Saturday 22 December 2012

HPSDR on 70MHz WSPR

Tonight I decided it was time to work out how to interface the HPSDR to the K1JT WSPR programme and try it on 70MHz. My Penelope board has a -20dB coupler on the output giving 0dBm which is fine for driving my DEMI L70-28 transverter http://downeastmicrowave.com/PDF/VHF-UHFXVERT_pd.pdf (serial number 1!) to 35W maximum. The normal 0.5W output of the Penny board should be terminated in 50 ohms to protect the output stage

I use the W5WC dual RX version of POWERSDR as this allows me two 96kHz chunks of the band to be seen at the same time.
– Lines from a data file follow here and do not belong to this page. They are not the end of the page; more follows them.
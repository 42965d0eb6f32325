//! Well-known names shared with the secret and config map provisioning side
//!
//! Environment variable names, secret data keys, mount directories and token
//! audiences. Changing any of these breaks pods that read credentials written
//! by the provisioning controller.

// =============================================================================
// Environment Variables
// =============================================================================

/// AlibabaCloud client id to access OSS
pub const ENV_ALIBABA_CLOUD_ACCESS_KEY_ID: &str = "ALIBABA_CLOUD_ACCESS_KEY_ID";
/// AlibabaCloud client secret to access OSS
pub const ENV_ALIBABA_CLOUD_ACCESS_KEY_SECRET: &str = "ALIBABA_CLOUD_ACCESS_KEY_SECRET";

/// AWS client id to access S3
pub const ENV_AWS_ACCESS_KEY_ID: &str = "AWS_ACCESS_KEY_ID";
/// AWS client secret to access S3
pub const ENV_AWS_ACCESS_KEY_SECRET: &str = "AWS_ACCESS_KEY_SECRET";
/// AWS KMS encryption context when using SSE-KMS
pub const ENV_AWS_SSE_KMS_ENCRYPTION_CONTEXT: &str = "AWS_SSE_KMS_ENCRYPTION_CONTEXT";
/// Role ARN assumed in the federated identity workflow
pub const ENV_AWS_ROLE_ARN: &str = "AWS_ROLE_ARN";
/// Path to the web identity token used in the federated identity workflow
pub const ENV_AWS_WEB_IDENTITY_TOKEN_FILE: &str = "AWS_WEB_IDENTITY_TOKEN_FILE";
/// Path to the shared credentials file written by the platform
pub const ENV_AWS_CREDENTIALS_FILE: &str = "AWS_SHARED_CREDENTIALS_FILE";
/// Makes the AWS SDK load the shared credentials file
pub const ENV_AWS_SDK_LOAD_CONFIG: &str = "AWS_SDK_LOAD_CONFIG";

/// Azure storage account name
pub const ENV_AZURE_STORAGE_ACCOUNT_NAME: &str = "AZURE_STORAGE_ACCOUNT_NAME";
/// Azure storage account key
pub const ENV_AZURE_STORAGE_ACCOUNT_KEY: &str = "AZURE_STORAGE_ACCOUNT_KEY";
/// Managed identity client id
pub const ENV_AZURE_CLIENT_ID: &str = "AZURE_CLIENT_ID";
/// Managed identity tenant id
pub const ENV_AZURE_TENANT_ID: &str = "AZURE_TENANT_ID";
/// Managed identity subscription id
pub const ENV_AZURE_SUBSCRIPTION_ID: &str = "AZURE_SUBSCRIPTION_ID";
/// Path to the federated managed identity token
pub const ENV_AZURE_FEDERATED_TOKEN_FILE: &str = "AZURE_FEDERATED_TOKEN_FILE";

/// Path to the GCP service account key.json
pub const ENV_GOOGLE_APPLICATION_CREDENTIALS: &str = "GOOGLE_APPLICATION_CREDENTIALS";

/// OpenStack Swift username
pub const ENV_SWIFT_USERNAME: &str = "SWIFT_USERNAME";
/// OpenStack Swift password
pub const ENV_SWIFT_PASSWORD: &str = "SWIFT_PASSWORD";

// =============================================================================
// Secret Data Keys
// =============================================================================

pub const KEY_ALIBABA_CLOUD_ACCESS_KEY_ID: &str = "access_key_id";
pub const KEY_ALIBABA_CLOUD_SECRET_ACCESS_KEY: &str = "secret_access_key";

pub const KEY_AWS_ACCESS_KEY_ID: &str = "access_key_id";
pub const KEY_AWS_ACCESS_KEY_SECRET: &str = "access_key_secret";
pub const KEY_AWS_SSE_KMS_ENCRYPTION_CONTEXT: &str = "sse_kms_encryption_context";
pub const KEY_AWS_ROLE_ARN: &str = "role_arn";
/// File name of the credentials file inside the platform-managed secret
pub const KEY_AWS_CREDENTIALS_FILENAME: &str = "credentials";

pub const KEY_AZURE_STORAGE_ACCOUNT_NAME: &str = "account_name";
pub const KEY_AZURE_STORAGE_ACCOUNT_KEY: &str = "account_key";
pub const KEY_AZURE_STORAGE_CLIENT_ID: &str = "client_id";
pub const KEY_AZURE_STORAGE_TENANT_ID: &str = "tenant_id";
pub const KEY_AZURE_STORAGE_SUBSCRIPTION_ID: &str = "subscription_id";

/// Keys of the platform-managed Azure credentials secret
pub const AZURE_MANAGED_CREDENTIAL_KEY_CLIENT_ID: &str = "azure_client_id";
pub const AZURE_MANAGED_CREDENTIAL_KEY_TENANT_ID: &str = "azure_tenant_id";
pub const AZURE_MANAGED_CREDENTIAL_KEY_SUBSCRIPTION_ID: &str = "azure_subscription_id";

/// File name of the service account key inside the storage secret
pub const KEY_GCP_SERVICE_ACCOUNT_KEY_FILENAME: &str = "key.json";

pub const KEY_SWIFT_USERNAME: &str = "username";
pub const KEY_SWIFT_PASSWORD: &str = "password";

// =============================================================================
// Volumes and Mounts
// =============================================================================

/// Where the storage secret is mounted
pub const SECRET_DIRECTORY: &str = "/etc/storage/secrets";
/// Where the platform-managed credentials secret is mounted
pub const MANAGED_AUTH_SECRET_DIRECTORY: &str = "/etc/storage/managed-auth";

pub const STORAGE_TLS_VOLUME: &str = "storage-tls";
/// Where the custom CA config map is mounted
pub const CA_DIRECTORY: &str = "/etc/storage/ca";

pub const SA_TOKEN_VOLUME_NAME: &str = "bound-sa-token";
/// Lifetime of the projected service account token
pub const SA_TOKEN_EXPIRATION_SECONDS: i64 = 3600;
/// File name of the projected token inside its mount directory
pub const SA_TOKEN_PATH: &str = "token";

pub const AWS_DEFAULT_AUDIENCE: &str = "sts.amazonaws.com";
pub const AWS_TOKEN_VOLUME_DIRECTORY: &str = "/var/run/secrets/aws/serviceaccount";

pub const AZURE_DEFAULT_AUDIENCE: &str = "api://AzureADTokenExchange";
pub const AZURE_TOKEN_VOLUME_DIRECTORY: &str = "/var/run/secrets/azure/serviceaccount";

/// Join a mount directory and a file name into a cleaned absolute path
///
/// Empty and `.` segments are dropped and `..` removes the previous segment,
/// so `./ca.crt` and `certs//ca.crt` resolve inside the directory.
pub(crate) fn join_path(dir: &str, file: &str) -> String {
    let mut segments: Vec<&str> = Vec::new();
    for segment in dir.split('/').chain(file.split('/')) {
        match segment {
            "" | "." => {}
            ".." => {
                segments.pop();
            }
            segment => segments.push(segment),
        }
    }
    format!("/{}", segments.join("/"))
}

#[cfg(test)]
mod tests {
    use super::*;

    #[test]
    fn test_join_path() {
        assert_eq!(join_path(CA_DIRECTORY, "service-ca.crt"), "/etc/storage/ca/service-ca.crt");
        assert_eq!(join_path("/etc/storage/ca/", "/ca.crt"), "/etc/storage/ca/ca.crt");
        assert_eq!(join_path(CA_DIRECTORY, ""), CA_DIRECTORY);
    }

    #[test]
    fn test_join_path_cleans_segments() {
        assert_eq!(join_path(CA_DIRECTORY, "./ca.crt"), "/etc/storage/ca/ca.crt");
        assert_eq!(join_path(CA_DIRECTORY, "certs//ca.crt"), "/etc/storage/ca/certs/ca.crt");
        assert_eq!(join_path(CA_DIRECTORY, "../ca/ca.crt"), "/etc/storage/ca/ca.crt");
        assert_eq!(join_path("/", "../../ca.crt"), "/ca.crt");
    }
}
Usually one is on the beacons and one is on the calling channel
First I installed my paid for copy of Virtual audio cable which will allow the audio to be connected between the 2 programmes. It was configured to support VAC1 and VAC2.
Next a copy of N8VB's VCOM programme was installed with 2 pairs of cables, COM6>COM16 and COM 7>COM17
In the HPSDR Setup, CAT control TAB the port is set to COM 16, RTS and enabled:-  


Next the VAC setup in HPSDR. VAC1 is setup as VAC2 as the input and VAC1 as the output:-

Next the WSPR programme needed setting. Audio IN is set to VAC1 and audio OUT is set to VAC2. Note these settings are the REVERSE of the HPSDR ones


Drive level to the transverter was set to produce 5W output. The 10MHz reference for the HPSDR was produced by a Thunderbolt GPS unit,  which also, with the help of KE5FX "Lady Heather" Monitoring programme http://www.ke5fx.com/heather/readme.htm was used to set the computer clock every 15 minutes. The 70/28MHz transverter Local Oscillator is not yet GPS locked; an upcoming project based on the G4HUP DFS design

The system was allowed to run whilst packing the Christmas Candy

Looking at the WSPRNET spot database http://wsprnet.org/drupal/wsprnet/spots it was pleasing to see the signal had been seen:-

 2012-12-22 22:16  G4FRE  70.092565  -15  0  IO82uc  5  M0NKA  IO92  95  63 
 2012-12-22 22:16  G4FRE  70.092534  -22  -1  IO82uc  5  PA0TBR  JO22pi  517  84


The PA0BTR spot was the ODX for the days spots on 4m; not bad for my Indoor Halo!